RandomCurvesOverVerySmallFiniteFields -- Construct a randomly choosen smooth canonical curves over small finite fields


This package can be seen as a refined version of the RandomCanonicalCurves package, which catches all possible missteps in the constructions. The construction follows the unirationality proof of M_g for g<=14 and the article Matrix factorizations and families of curves of genus 15 for the genus g=15 case. Since a unirational parametrization of M_g is only a rational map, bad choices of parameters in the construction might end up in the indeterminacy locus or other undesired subloci. Since for example a hypersurface in characteristic 2 contains about 90% of the F_2-rational points (see A quick and dirty irreducibility Test for Multivariate Polynomials over F_q), a failure of the construction in the various steps is quite likely. We catch all possible missteps, and try again until success.

For g<=10 we construct the canonical curves via plane models.

For 10<g<14 the canonical curves are constructed via space models.

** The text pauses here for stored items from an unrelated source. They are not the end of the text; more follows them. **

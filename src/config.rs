//! Search configuration and the validated charset type.

use std::fmt;
use std::str::FromStr;
use std::sync::Arc;
use std::time::Duration;

use crate::error::SearchError;

/// Lowercase, uppercase, then digits: 62 symbols.
pub const DEFAULT_CHARSET: &str = "abcdefghijklmnopqrstuvwxyzABCDEFGHIJKLMNOPQRSTUVWXYZ0123456789";

/// Candidates buffered between the enumerator and the workers.
pub const DEFAULT_QUEUE_CAPACITY: usize = 128;

/// Interval between status line updates.
pub const DEFAULT_PROGRESS_INTERVAL: Duration = Duration::from_secs(1);

/// How long a finished pool waits for workers still inside a trial.
pub const DEFAULT_SHUTDOWN_GRACE: Duration = Duration::from_secs(2);

/// Ordered set of distinct symbols candidates are drawn from.
///
/// Symbol order is enumeration order: the first symbol sorts first.
#[derive(Debug, Clone, PartialEq, Eq)]
pub struct Charset {
    symbols: Arc<[char]>,
}

impl Charset {
    /// Build a charset from the characters of `symbols`, keeping their order.
    ///
    /// # Errors
    /// Returns `SearchError` if `symbols` is empty or repeats a character.
    pub fn new(symbols: &str) -> Result<Self, SearchError> {
        let mut seen: Vec<char> = Vec::with_capacity(symbols.len());
        for c in symbols.chars() {
            if seen.contains(&c) {
                return Err(SearchError::DuplicateSymbol(c));
            }
            seen.push(c);
        }
        if seen.is_empty() {
            return Err(SearchError::EmptyCharset);
        }
        Ok(Self {
            symbols: seen.into(),
        })
    }

    pub fn symbols(&self) -> &[char] {
        &self.symbols
    }

    pub(crate) fn shared_symbols(&self) -> Arc<[char]> {
        Arc::clone(&self.symbols)
    }

    pub fn len(&self) -> usize {
        self.symbols.len()
    }

    /// Always false: construction rejects empty charsets.
    pub fn is_empty(&self) -> bool {
        self.symbols.is_empty()
    }

    /// Number of candidates of `length`, or `None` if it overflows `u128`.
    pub fn keyspace(&self, length: usize) -> Option<u128> {
        let exp = u32::try_from(length).ok()?;
        (self.len() as u128).checked_pow(exp)
    }
}

impl Default for Charset {
    fn default() -> Self {
        Self {
            symbols: DEFAULT_CHARSET.chars().collect(),
        }
    }
}

impl FromStr for Charset {
    type Err = SearchError;

    fn from_str(s: &str) -> Result<Self, Self::Err> {
        Self::new(s)
    }
}

impl fmt::Display for Charset {
    fn fmt(&self, f: &mut fmt::Formatter<'_>) -> fmt::Result {
        self.symbols.iter().try_for_each(|c| write!(f, "{c}"))
    }
}

/// Number of workers used when none is configured: one per available core.
pub fn default_workers() -> usize {
    std::thread::available_parallelism()
        .map(|n| n.get())
        .unwrap_or(1)
}

/// Tunables for a search run.
#[derive(Debug, Clone)]
pub struct SearchConfig {
    /// Enumeration alphabet.
    pub charset: Charset,
    /// Worker threads per length.
    pub workers: usize,
    /// Bounded queue capacity between enumerator and workers.
    pub queue_capacity: usize,
    /// Interval between progress reports.
    pub progress_interval: Duration,
    /// Bounded wait for straggling workers after a match or failure.
    pub shutdown_grace: Duration,
    /// Stop after exhausting this length. `None` searches forever.
    pub max_length: Option<usize>,
}

impl Default for SearchConfig {
    fn default() -> Self {
        Self {
            charset: Charset::default(),
            workers: default_workers(),
            queue_capacity: DEFAULT_QUEUE_CAPACITY,
            progress_interval: DEFAULT_PROGRESS_INTERVAL,
            shutdown_grace: DEFAULT_SHUTDOWN_GRACE,
            max_length: None,
        }
    }
}

impl SearchConfig {
    pub fn validate(&self) -> Result<(), SearchError> {
        if self.workers == 0 {
            return Err(SearchError::InvalidConfig("workers must be at least 1"));
        }
        if self.queue_capacity == 0 {
            return Err(SearchError::InvalidConfig("queue capacity must be at least 1"));
        }
        if self.progress_interval.is_zero() {
            return Err(SearchError::InvalidConfig("progress interval must be non-zero"));
        }
        Ok(())
    }
}
//! Attempt counting and the periodic throughput line.
//!
//! Workers never touch a shared counter. Each completed trial is a message on
//! an unbounded channel; a single reporter task owns the tally, so the total
//! is a plain sum regardless of arrival order.

use std::io::{self, Write};
use std::time::Duration;

use tokio::sync::mpsc;
use tokio::task::JoinHandle;
use tokio::time::{Instant, MissedTickBehavior};

/// Point-in-time view of the search throughput.
#[derive(Debug, Clone, Copy, PartialEq)]
pub struct ProgressSnapshot {
    pub elapsed: Duration,
    pub attempts: u64,
    /// `attempts / elapsed` in trials per second; 0 before any time passes.
    pub rate: f64,
}

/// Running total owned by the reporter task.
#[derive(Debug, Clone)]
pub struct ProgressTally {
    attempts: u64,
    started: Instant,
}

impl ProgressTally {
    pub fn new() -> Self {
        Self {
            attempts: 0,
            started: Instant::now(),
        }
    }

    pub fn add(&mut self, attempts: u64) {
        self.attempts += attempts;
    }

    pub fn attempts(&self) -> u64 {
        self.attempts
    }

    pub fn snapshot_at(&self, now: Instant) -> ProgressSnapshot {
        let elapsed = now.saturating_duration_since(self.started);
        let secs = elapsed.as_secs_f64();
        let rate = if secs > 0.0 {
            self.attempts as f64 / secs
        } else {
            0.0
        };
        ProgressSnapshot {
            elapsed,
            attempts: self.attempts,
            rate,
        }
    }

    pub fn snapshot(&self) -> ProgressSnapshot {
        self.snapshot_at(Instant::now())
    }
}

impl Default for ProgressTally {
    fn default() -> Self {
        Self::new()
    }
}

/// Destination for progress snapshots.
pub trait ProgressSink: Send + 'static {
    fn report(&mut self, snapshot: &ProgressSnapshot);

    /// Called once with the final tally when the reporter shuts down.
    fn finish(&mut self, _snapshot: &ProgressSnapshot) {}
}

/// Format a snapshot as the single status line.
///
/// Trailing spaces cover leftovers from a longer previous line.
pub fn format_status(snapshot: &ProgressSnapshot) -> String {
    format!(
        "Tried {} in {:.1?} at {}/s   ",
        snapshot.attempts, snapshot.elapsed, snapshot.rate as u64
    )
}

/// Sink that rewrites one terminal line in place.
pub struct StatusLine<W> {
    out: W,
}

impl StatusLine<io::Stderr> {
    pub fn stderr() -> Self {
        Self { out: io::stderr() }
    }
}

impl<W: Write> StatusLine<W> {
    pub fn new(out: W) -> Self {
        Self { out }
    }

    pub fn into_inner(self) -> W {
        self.out
    }
}

impl<W: Write + Send + 'static> ProgressSink for StatusLine<W> {
    fn report(&mut self, snapshot: &ProgressSnapshot) {
        // A broken terminal must not stop the search.
        let _ = write!(self.out, "\r{}", format_status(snapshot));
        let _ = self.out.flush();
    }

    fn finish(&mut self, snapshot: &ProgressSnapshot) {
        let _ = writeln!(self.out, "\r{}", format_status(snapshot));
        let _ = self.out.flush();
    }
}

/// Cloneable sender side of the attempt counter.
#[derive(Debug, Clone)]
pub struct ProgressHandle {
    tx: mpsc::UnboundedSender<u64>,
}

impl ProgressHandle {
    /// A handle plus the raw receiving end, for callers that aggregate
    /// attempts themselves instead of running a [`ProgressReporter`].
    pub fn channel() -> (Self, mpsc::UnboundedReceiver<u64>) {
        let (tx, rx) = mpsc::unbounded_channel();
        (Self { tx }, rx)
    }

    /// Count `attempts` completed trials. Never blocks; callable from any
    /// thread.
    pub fn record(&self, attempts: u64) {
        // The reporter only goes away at shutdown; late counts are moot.
        let _ = self.tx.send(attempts);
    }
}

/// Background task printing throughput on a fixed tick.
pub struct ProgressReporter;

impl ProgressReporter {
    /// Start the reporter on the current tokio runtime.
    ///
    /// The task runs until every [`ProgressHandle`] clone is dropped, then
    /// hands its final tally back through the join handle.
    pub fn spawn<S: ProgressSink>(
        interval: Duration,
        sink: S,
    ) -> (ProgressHandle, JoinHandle<ProgressTally>) {
        let (handle, rx) = ProgressHandle::channel();
        let task = tokio::spawn(report_progress(rx, interval, sink));
        (handle, task)
    }
}

async fn report_progress<S: ProgressSink>(
    mut counts: mpsc::UnboundedReceiver<u64>,
    interval: Duration,
    mut sink: S,
) -> ProgressTally {
    let mut tally = ProgressTally::new();
    // `interval` fires immediately on the first tick; start one period out.
    let mut ticker = tokio::time::interval_at(Instant::now() + interval, interval);
    ticker.set_missed_tick_behavior(MissedTickBehavior::Skip);

    loop {
        tokio::select! {
            count = counts.recv() => match count {
                Some(n) => tally.add(n),
                None => break,
            },
            _ = ticker.tick() => sink.report(&tally.snapshot()),
        }
    }

    sink.finish(&tally.snapshot());
    tally
}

For g=14 the construction is based on Verra's proof of the unirationality of M_14 (see The unirationality of the moduli space of curves of genus ≤14 ).

The g=15 construction relies on matrix factorizations and is based on the Macaulay2 Package Matrix factorizations and families of curves of genus 15.

For g <=14, the methods used in this package are based on the Macaulay2 Package randomCurves and the methods for the g=15 case are based on the Macaulay2-package MatFac15.


This package requires Macaulay2 Version 1.9 or newer.



This documentation describes version 0.3 of RandomCurvesOverVerySmallFiniteFields.

Source code

The source code from which this documentation is derived is in the file RandomCurvesOverVerySmallFiniteFields.m2.